Quince Conserve

Image of basket of quinces

I was watching food historian Ivan Day make an apple and quince tart on a television cookery programme the other day. Instead of fresh quinces, he used a preserve, the idea being that our ancestors would use it to add the fruit’s flavour long after its harvest season had passed.

It’s a notion that still holds good today. Quince flesh breaks down during freezing and won’t hold its shape in subsequent cooking. I’ve used a frozen, sweetened quince purée successfully in pies and tarts in the past but I liked the idea of chunks of preserved fruit with added jammy sweetness.

I have no idea how Ivan Day made his but this is what I came up with. I was aiming for a flavour that evoked medieval recipes so I included cinnamon, allspice and cloves. The quantities I’ve used give a lightly-spiced preserve, so add more if you want a stronger flavour or leave them out altogether for a straightforward quince jam.

This bears no resemblance to Ivan Day’s quince preserves but it is delicious beyond words: deep amber in colour with (I think) the perfect balance of sweetness and acidity and suffused with that heavenly quince perfume.

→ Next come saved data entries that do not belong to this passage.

#[cfg(test)]
mod tests {
    use super::*;
    use crate::config::MaskOptions;
    use crate::host::{PixmapHost, RecordingHost};
    use std::cell::Cell;

    fn bounds() -> Rect {
        Rect::new(0.0, 0.0, 200.0, 100.0)
    }

    fn recording(config: MaskConfig) -> MaskController<RecordingHost> {
        MaskController::new(
            RecordingHost::new(bounds()),
            config,
            MaskCallbacks::new().on_percent(|_, _, _| {}),
        )
        .unwrap()
    }

    fn swipe(controller: &mut MaskController<impl SurfaceHost>, points: &[(f32, f32)]) {
        let (x, y) = points[0];
        controller
            .handle_event(InputEvent::PointerDown { x, y })
            .unwrap();
        for &(x, y) in points {
            controller
                .handle_event(InputEvent::PointerMove { x, y })
                .unwrap();
        }
        controller
            .handle_event(InputEvent::PointerUp { x, y })
            .unwrap();
    }

    #[test]
    fn test_invalid_color_rejected() {
        let config = MaskConfig::from(MaskOptions {
            color: Some("grey".into()),
            ..Default::default()
        });
        let result =
            MaskController::new(RecordingHost::new(bounds()), config, MaskCallbacks::new());
        assert!(matches!(result, Err(MaskError::InvalidColor(_))));
    }

    #[test]
    fn test_unknown_easing_rejected() {
        let config = MaskConfig::from(MaskOptions {
            fade_easing: Some("wobble".into()),
            ..Default::default()
        });
        let result =
            MaskController::new(RecordingHost::new(bounds()), config, MaskCallbacks::new());
        assert!(matches!(result, Err(MaskError::Easing(_))));
    }

    #[test]
    fn test_custom_registry_curve() {
        let mut registry = EasingRegistry::new();
        registry.register("wobble", [0.3, 0.0, 0.7, 1.0]).unwrap();
        let config = MaskConfig::from(MaskOptions {
            fade_easing: Some("wobble".into()),
            ..Default::default()
        });
        let result = MaskController::with_registry(
            RecordingHost::new(bounds()),
            config,
            MaskCallbacks::new(),
            &registry,
        );
        assert!(result.is_ok());
    }

    #[test]
    fn test_zero_step_rejected() {
        let config = MaskConfig::from(MaskOptions {
            check_distance: Some(0.0),
            ..Default::default()
        });
        let result =
            MaskController::new(RecordingHost::new(bounds()), config, MaskCallbacks::new());
        assert!(matches!(result, Err(MaskError::InvalidGrid { .. })));
    }

    #[test]
    fn test_start_without_target() {
        let mut controller = MaskController::new(
            PixmapHost::detached(),
            MaskConfig::default(),
            MaskCallbacks::new(),
        )
        .unwrap();
        assert!(controller.start().is_none());
        assert!(!controller.is_started());
        // Everything else is a no-op
        controller
            .handle_event(InputEvent::PointerDown { x: 1.0, y: 1.0 })
            .unwrap();
        controller.clear(100.0, || panic!("nothing to clear"));
        controller.refresh_size().stop();
        assert_eq!(controller.animation_count(), 0);
    }

    #[test]
    fn test_start_is_idempotent() {
        let mut controller = recording(MaskConfig::default());
        let log = controller.host().log();
        controller.start().unwrap();
        let after_first = log.len();
        assert!(controller.start().is_some());
        assert_eq!(log.len(), after_first);
    }

    #[test]
    fn test_mask_rect_applies_offsets_and_overrides() {
        let config = MaskConfig::from(MaskOptions {
            left: Some(10.0),
            top: Some(5.0),
            width: Some(80.0),
            ..Default::default()
        });
        let mut controller = MaskController::new(
            PixmapHost::new(Rect::new(100.0, 50.0, 200.0, 100.0)),
            config,
            MaskCallbacks::new(),
        )
        .unwrap();
        controller.start().unwrap();
        assert_eq!(
            controller.mask_rect(),
            Some(Rect::new(110.0, 55.0, 80.0, 100.0))
        );
        assert_eq!(controller.with_surface(|s| s.width()), Some(80));
        assert_eq!(controller.checkpoints().len(), 4 * 5);
    }

    #[test]
    fn test_alpha_percent_scales_fill() {
        let config = MaskConfig::from(MaskOptions {
            alpha_percent: Some(50.0),
            ..Default::default()
        });
        let mut controller = MaskController::new(
            PixmapHost::new(bounds()),
            config,
            MaskCallbacks::new(),
        )
        .unwrap();
        controller.start().unwrap();
        let alpha = controller.with_surface(|s| s.read_alpha(5, 5)).unwrap().unwrap();
        assert!((alpha as i32 - 128).abs() <= 1, "alpha {alpha}");
    }

    #[test]
    fn test_mask_image_fill() {
        let image = veil_paint::MaskImage::new(1, 1, vec![1, 2, 3, 255], true).unwrap();
        let config = MaskConfig::from(MaskOptions {
            mask_image: Some("fog.png".into()),
            ..Default::default()
        });
        let mut controller = MaskController::new(
            PixmapHost::new(bounds()).with_image("fog.png", image),
            config,
            MaskCallbacks::new(),
        )
        .unwrap();
        controller.start().unwrap();
        // A cross-origin image blocks pixel reads
        assert_eq!(
            controller.strategy(),
            Some(Strategy::DistanceReconstruction)
        );
    }

    #[test]
    fn test_missing_callback_is_an_error() {
        let mut controller = MaskController::new(
            RecordingHost::new(bounds()),
            MaskConfig::default(),
            MaskCallbacks::new(),
        )
        .unwrap();
        controller.start().unwrap();
        controller
            .handle_event(InputEvent::PointerDown { x: 50.0, y: 50.0 })
            .unwrap();
        let result = controller.handle_event(InputEvent::PointerUp { x: 50.0, y: 50.0 });
        assert_eq!(result, Err(MaskError::MissingCallback));
    }

    #[test]
    fn test_gesture_start_fires_once_per_gesture() {
        let starts = Rc::new(Cell::new(0));
        let counter = Rc::clone(&starts);
        let mut controller = MaskController::new(
            RecordingHost::new(bounds()),
            MaskConfig::default(),
            MaskCallbacks::new()
                .on_percent(|_, _, _| {})
                .on_gesture_start(move |_, _| counter.set(counter.get() + 1)),
        )
        .unwrap();
        controller.start().unwrap();

        controller
            .handle_event(InputEvent::PointerDown { x: 10.0, y: 10.0 })
            .unwrap();
        controller
            .handle_event(InputEvent::PointerDown { x: 20.0, y: 20.0 })
            .unwrap();
        assert_eq!(starts.get(), 1);
        controller.handle_event(InputEvent::PointerCancel).unwrap();
        swipe(&mut controller, &[(30.0, 30.0)]);
        assert_eq!(starts.get(), 2);
    }

    #[test]
    fn test_clear_zero_tears_down_immediately() {
        let done = Rc::new(Cell::new(false));
        let flag = Rc::clone(&done);
        let mut controller = recording(MaskConfig::default());
        controller.start().unwrap();
        controller.clear(0.0, move || flag.set(true));
        assert!(done.get());
        assert!(!controller.is_started());
        assert!(!controller.is_listening());
    }

    #[test]
    fn test_close_is_immediate_clear() {
        let mut controller = recording(MaskConfig::default());
        controller.start().unwrap();
        controller.close();
        assert!(!controller.is_started());
        assert_eq!(controller.animation_count(), 0);
    }

    #[test]
    fn test_clear_fades_then_tears_down_once() {
        let done = Rc::new(Cell::new(0));
        let counter = Rc::clone(&done);
        let config = MaskConfig::from(MaskOptions {
            brush_target: Some(crate::config::BrushTarget {
                x: 180.0,
                y: 10.0,
                angle: 90.0,
            }),
            ..Default::default()
        });
        let mut controller = recording(config);
        controller.start().unwrap();
        controller.clear(100.0, move || counter.set(counter.get() + 1));
        assert!(!controller.is_listening());
        assert_eq!(controller.animation_count(), 2);

        controller.tick(50.0);
        let opacity = controller.surface_opacity().unwrap();
        assert!(opacity > 0.0 && opacity < 1.0);

        let frames = controller.run_frames(Some(&mut veil_animation::FixedFrames::new(10.0)));
        assert!(frames > 0);
        assert_eq!(done.get(), 1);
        assert!(!controller.is_started());
        assert!(!controller.is_clearing());
        assert_eq!(controller.animation_count(), 0);
    }

    #[test]
    fn test_brush_sprite_follows_and_rotates() {
        let config = MaskConfig::from(MaskOptions {
            brush_target: Some(crate::config::BrushTarget {
                x: 180.0,
                y: 10.0,
                angle: 90.0,
            }),
            ..Default::default()
        });
        let mut controller = recording(config);
        controller.start().unwrap();
        swipe(&mut controller, &[(40.0, 60.0)]);
        assert_eq!(controller.brush().x, Some(40.0));
        assert_eq!(controller.brush().y, Some(60.0));

        controller.clear(100.0, || {});
        controller.tick(60.0);
        let brush = controller.brush();
        let rotate = brush.rotate.unwrap();
        assert!(rotate > 0.0 && rotate < 90.0);
        assert!(brush.x.unwrap() > 40.0);
    }

    #[test]
    fn test_rain_rules_and_cap() {
        let rule = RainRule {
            percent: 0.0,
            delay_ms: 0.0,
            duration_ms: 100.0,
            distance: 50.0,
            ..Default::default()
        };
        let config = MaskConfig::from(MaskOptions {
            rain: Some(vec![rule.clone(), rule.clone()]),
            start_rain: Some(vec![rule]),
            max_drops: Some(5),
            ..Default::default()
        });
        let mut controller = recording(config);
        controller.start().unwrap();

        swipe(&mut controller, &[(50.0, 50.0)]);
        assert_eq!(controller.drops_spawned(), 3);
        swipe(&mut controller, &[(60.0, 50.0)]);
        assert_eq!(controller.drops_spawned(), 5);
        assert_eq!(controller.drops().len(), 5);

        controller.tick(50.0);
        let drop = controller.drops()[0];
        assert!(drop.opacity.unwrap() < 1.0);

        controller.run_frames(Some(&mut veil_animation::FixedFrames::new(20.0)));
        assert!(controller.drops().is_empty());
        // The counter lives until teardown
        assert_eq!(controller.drops_spawned(), 5);
        controller.stop();
        assert_eq!(controller.drops_spawned(), 0);
    }

    #[test]
    fn test_auto_clear_threshold() {
        let config = MaskConfig::from(MaskOptions {
            radius: Some(60.0),
            alpha_radius: Some(0.0),
            auto_clear: Some(crate::config::AutoClear {
                percent: 40.0,
                duration_ms: 100.0,
            }),
            ..Default::default()
        });
        let mut controller = MaskController::new(
            PixmapHost::new(bounds()),
            config,
            MaskCallbacks::new().on_percent(|_, _, _| {}),
        )
        .unwrap();
        controller.start().unwrap();

        swipe(&mut controller, &[(10.0, 50.0)]);
        assert!(controller.percent() < 40.0);
        assert!(!controller.is_clearing());

        swipe(&mut controller, &[(100.0, 50.0), (190.0, 50.0)]);
        assert!(controller.percent() >= 40.0);
        assert!(controller.is_clearing());
        controller.run_frames(Some(&mut veil_animation::FixedFrames::new(16.0)));
        assert!(!controller.is_started());
    }

    #[test]
    fn test_refresh_size_rebuilds_grid() {
        let mut controller = MaskController::new(
            PixmapHost::new(bounds()),
            MaskConfig::default(),
            MaskCallbacks::new().on_percent(|_, _, _| {}),
        )
        .unwrap();
        controller.start().unwrap();
        swipe(&mut controller, &[(100.0, 50.0)]);
        assert!(controller.percent() > 0.0);

        controller
            .host_mut()
            .set_bounds(Some(Rect::new(0.0, 0.0, 100.0, 100.0)));
        controller.refresh_size();
        assert!(controller.is_listening());
        assert_eq!(controller.checkpoints().len(), 25);
        assert_eq!(controller.percent(), 0.0);
        assert_eq!(controller.with_surface(|s| s.width()), Some(100));
    }
}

I’ll be trying out a version of the apple pie on Friday – watch this space.

Quince Preserves

  • Servings: makes about 2 medium jars
  • Print

Image of a jar with quince conserve with fresh quinces

6-7 medium quinces

Juice of 2 lemons

Sugar (see recipe)

1 litre of water

For the spice bag:

1/2 stick of cinnamon

6 allspice berries

3 cloves

Method:

Squeeze the juice of one lemon into a bowl big enough the hold the sliced quinces and add a good splash of water. Wash the fluff off the quinces then peel, quarter and core them, reserving the cores. Slice the quince lengthways and toss in the acidulated water. When you’ve done them all, top up the water so the quince slices are covered, to prevent them browning.

Image of quinces being peeled and sliced

Put the cores with a litre of water in a saucepan and bring to the boil. Put on a lid at a tilt and simmer for one hour, then strain, reserving the liquid. Most of the pectin is in the cores and this will help your jam to set.

Drain the quince slices and weigh them. Put them in a pan with an equal amount of sugar and quince water (weighing it is easier than doing liquid measures here). So if you have 500g of quince, use 500g each of sugar and quince water. Add the spice bag and the juice of the second lemon.

Image of quince conserve in pan

Cook until reddened and jammy

Bring to a boil and then simmer for 45 minutes to 1 hour or until the quince is soft and has reddened and the jam is at setting point. Larger quantities may take longer.

To test this, put a spoonful on a chilled saucer and if after a few minutes it wrinkles when you push it with your finger, it’s ready. Ladle into warmed, sterilised jars and seal straight away.

Image of a jar of quince conserve in a basket of fresh quinces

12 thoughts on “Quince Conserve

  1. Perfect timing – I still have 3kg of ornamental quinces to use up. I have been pondering an Indian-style chutney but this sounds lovely too, especially the spices. I wonder if there is a way of incorporating the preserve into a treacle-tart-esque creation…dribble…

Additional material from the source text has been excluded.